Charlie Brunton, a Black man who spent twenty years in prison after being falsely convicted, is contacted by Sidney, the 19-year-old daughter he did not know he had. Sidney's white mother, Elizabeth, and all her immediate family are dead. Sidney is alone and desperate to find her remaining white relatives, who she believes have gone to Orange Beach, Alabama. Though she believes Charlie abandoned her after committing some unspecified wrongdoing, she demands that he help her.

The trip is complicated by Sidney's feelings toward Charlie and the apocalyptic event. She was raised to understand herself as white, leaving her with little connection to Black culture and difficulty accepting her Black identity. A pilot named Sailor agrees to fly them toward Alabama, where they are intercepted at the border and taken to Mobile, which has become the center of a new Black society in which conventional American institutions have been replaced by communal systems of work, education and governance, ruled by King and Queen Hosea and Vivian.

While Charlie becomes interested in Mobile, Sidney remains focused on finding her white relatives. Nona, Hosea and Vivian's daughter, befriends Sidney and helps her confront her unfamiliarity with Black culture and her own racial identity

Charlie discovers a machine constructed by Hosea. Hosea explains that he developed it after traveling to Haiti and studying collective historical memory and trauma. When he activated it before the events of the novel, it transmitted the accumulated emotional force of generations of Black experience. White people throughout the United States responded by drowning themselves. Charlie becomes troubled by the destructive consequences of the machine and the possibility that it could be used again.

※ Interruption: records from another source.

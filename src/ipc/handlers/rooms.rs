use crate::ipc::error::{err, ok};
use crate::ipc::types::{AppState, Request};
use rusqlite::{types::Value, Connection, OptionalExtension};
use serde_json::json;

const DEFAULT_BRANCH: &str = "Sidoarjo";

fn fetch_room(conn: &Connection, room_id: i64) -> rusqlite::Result<Option<serde_json::Value>> {
    conn.query_row(
        "SELECT id, name, branch, created_at FROM rooms WHERE id = ?",
        [room_id],
        |row| {
            let id: i64 = row.get(0)?;
            let name: String = row.get(1)?;
            let branch: String = row.get(2)?;
            let created_at: String = row.get(3)?;
            Ok(json!({
                "id": id,
                "name": name,
                "branch": branch,
                "createdAt": created_at
            }))
        },
    )
    .optional()
}

fn handle_rooms_list(state: &mut AppState, req: &Request) -> serde_json::Value {
    let Some(conn) = state.db.as_ref() else {
        return ok(&req.id, json!({ "rooms": [] }));
    };

    let mut stmt = match conn
        .prepare("SELECT id, name, branch, created_at FROM rooms ORDER BY name")
    {
        Ok(s) => s,
        Err(e) => return err(&req.id, "db_query_failed", e.to_string(), None),
    };

    let rows = stmt
        .query_map([], |row| {
            let id: i64 = row.get(0)?;
            let name: String = row.get(1)?;
            let branch: String = row.get(2)?;
            let created_at: String = row.get(3)?;
            Ok(json!({
                "id": id,
                "name": name,
                "branch": branch,
                "createdAt": created_at
            }))
        })
        .and_then(|it| it.collect::<Result<Vec<_>, _>>());

    match rows {
        Ok(rooms) => ok(&req.id, json!({ "rooms": rooms })),
        Err(e) => err(&req.id, "db_query_failed", e.to_string(), None),
    }
}

fn handle_rooms_create(state: &mut AppState, req: &Request) -> serde_json::Value {
    let Some(conn) = state.db.as_ref() else {
        return err(&req.id, "no_workspace", "select a workspace first", None);
    };

    let name = match req.params.get("name").and_then(|v| v.as_str()) {
        Some(v) => v.trim().to_string(),
        None => return err(&req.id, "bad_params", "missing name", None),
    };
    if name.is_empty() {
        return err(&req.id, "bad_params", "name must not be empty", None);
    }

    let branch = req
        .params
        .get("branch")
        .and_then(|v| v.as_str())
        .map(|s| s.trim().to_string())
        .filter(|s| !s.is_empty())
        .unwrap_or_else(|| DEFAULT_BRANCH.to_string());

    if let Err(e) = conn.execute(
        "INSERT INTO rooms(name, branch, created_at)
         VALUES(?, ?, strftime('%Y-%m-%dT%H:%M:%SZ','now'))",
        (&name, &branch),
    ) {
        return err(
            &req.id,
            "db_insert_failed",
            e.to_string(),
            Some(json!({ "table": "rooms" })),
        );
    }
    let room_id = conn.last_insert_rowid();

    match fetch_room(conn, room_id) {
        Ok(Some(room)) => ok(&req.id, json!({ "room": room })),
        Ok(None) => err(&req.id, "db_query_failed", "room row missing", None),
        Err(e) => err(&req.id, "db_query_failed", e.to_string(), None),
    }
}

fn handle_rooms_update(state: &mut AppState, req: &Request) -> serde_json::Value {
    let Some(conn) = state.db.as_ref() else {
        return err(&req.id, "no_workspace", "select a workspace first", None);
    };

    let room_id = match req.params.get("roomId").and_then(|v| v.as_i64()) {
        Some(v) => v,
        None => return err(&req.id, "bad_params", "missing roomId", None),
    };

    let existing = match fetch_room(conn, room_id) {
        Ok(v) => v,
        Err(e) => return err(&req.id, "db_query_failed", e.to_string(), None),
    };
    let Some(existing) = existing else {
        return err(
            &req.id,
            "not_found",
            "room not found",
            Some(json!({ "roomId": room_id })),
        );
    };

    let mut set_parts: Vec<String> = Vec::new();
    let mut bind_values: Vec<Value> = Vec::new();

    if let Some(v) = req.params.get("name") {
        let Some(s) = v.as_str() else {
            return err(&req.id, "bad_params", "name must be a string", None);
        };
        let s = s.trim().to_string();
        if s.is_empty() {
            return err(&req.id, "bad_params", "name must not be empty", None);
        }
        set_parts.push("name = ?".into());
        bind_values.push(Value::Text(s));
    }
    if let Some(v) = req.params.get("branch") {
        let Some(s) = v.as_str() else {
            return err(&req.id, "bad_params", "branch must be a string", None);
        };
        let s = s.trim().to_string();
        if s.is_empty() {
            return err(&req.id, "bad_params", "branch must not be empty", None);
        }
        set_parts.push("branch = ?".into());
        bind_values.push(Value::Text(s));
    }

    // Nothing to change: hand back the current row.
    if set_parts.is_empty() {
        return ok(&req.id, json!({ "room": existing }));
    }

    let sql = format!("UPDATE rooms SET {} WHERE id = ?", set_parts.join(", "));
    bind_values.push(Value::Integer(room_id));
    if let Err(e) = conn.execute(&sql, rusqlite::params_from_iter(bind_values)) {
        return err(
            &req.id,
            "db_update_failed",
            e.to_string(),
            Some(json!({ "table": "rooms" })),
        );
    }

    match fetch_room(conn, room_id) {
        Ok(Some(room)) => ok(&req.id, json!({ "room": room })),
        Ok(None) => err(&req.id, "not_found", "room not found", None),
        Err(e) => err(&req.id, "db_query_failed", e.to_string(), None),
    }
}

fn handle_rooms_delete(state: &mut AppState, req: &Request) -> serde_json::Value {
    let Some(conn) = state.db.as_ref() else {
        return err(&req.id, "no_workspace", "select a workspace first", None);
    };

    let room_id = match req.params.get("roomId").and_then(|v| v.as_i64()) {
        Some(v) => v,
        None => return err(&req.id, "bad_params", "missing roomId", None),
    };

    let class_count: i64 = match conn.query_row(
        "SELECT COUNT(*) FROM classes WHERE room_id = ?",
        [room_id],
        |r| r.get(0),
    ) {
        Ok(v) => v,
        Err(e) => return err(&req.id, "db_query_failed", e.to_string(), None),
    };
    if class_count > 0 {
        return err(
            &req.id,
            "room_in_use",
            format!("room is assigned to {} classes", class_count),
            Some(json!({ "roomId": room_id, "classCount": class_count })),
        );
    }

    let changed = match conn.execute("DELETE FROM rooms WHERE id = ?", [room_id]) {
        Ok(v) => v,
        Err(e) => {
            return err(
                &req.id,
                "db_delete_failed",
                e.to_string(),
                Some(json!({ "table": "rooms" })),
            )
        }
    };

    ok(&req.id, json!({ "success": changed > 0 }))
}

pub fn try_handle(state: &mut AppState, req: &Request) -> Option<serde_json::Value> {
    match req.method.as_str() {
        "rooms.list" => Some(handle_rooms_list(state, req)),
        "rooms.create" => Some(handle_rooms_create(state, req)),
        "rooms.update" => Some(handle_rooms_update(state, req)),
        "rooms.delete" => Some(handle_rooms_delete(state, req)),
        _ => None,
    }
}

Sidney leaves Mobile, and finds her aunt Agnes in Orange Beach, part of a religious community in which surviving white people prepare to drown themselves as part of a spiritual practice. Agnes expects Sidney to drown herself. Sidney learns the truth about Charlie's imprisonment. Charlie and Elizabeth had been romantically involved, but after Elizabeth's brother discovered the relationship, Elizabeth accused Charlie of rape. Charlie was convicted and imprisoned despite his innocence. Elizabeth later wrote him a letter expressing remorse but never attempted to correct the accusation. Sidney reads the letter and learns how much of her life is build upon racism and lies.

Sidney travels west to the Pacific Ocean. She enters the water and floats, releasing Elizabeth's letter into the ocean.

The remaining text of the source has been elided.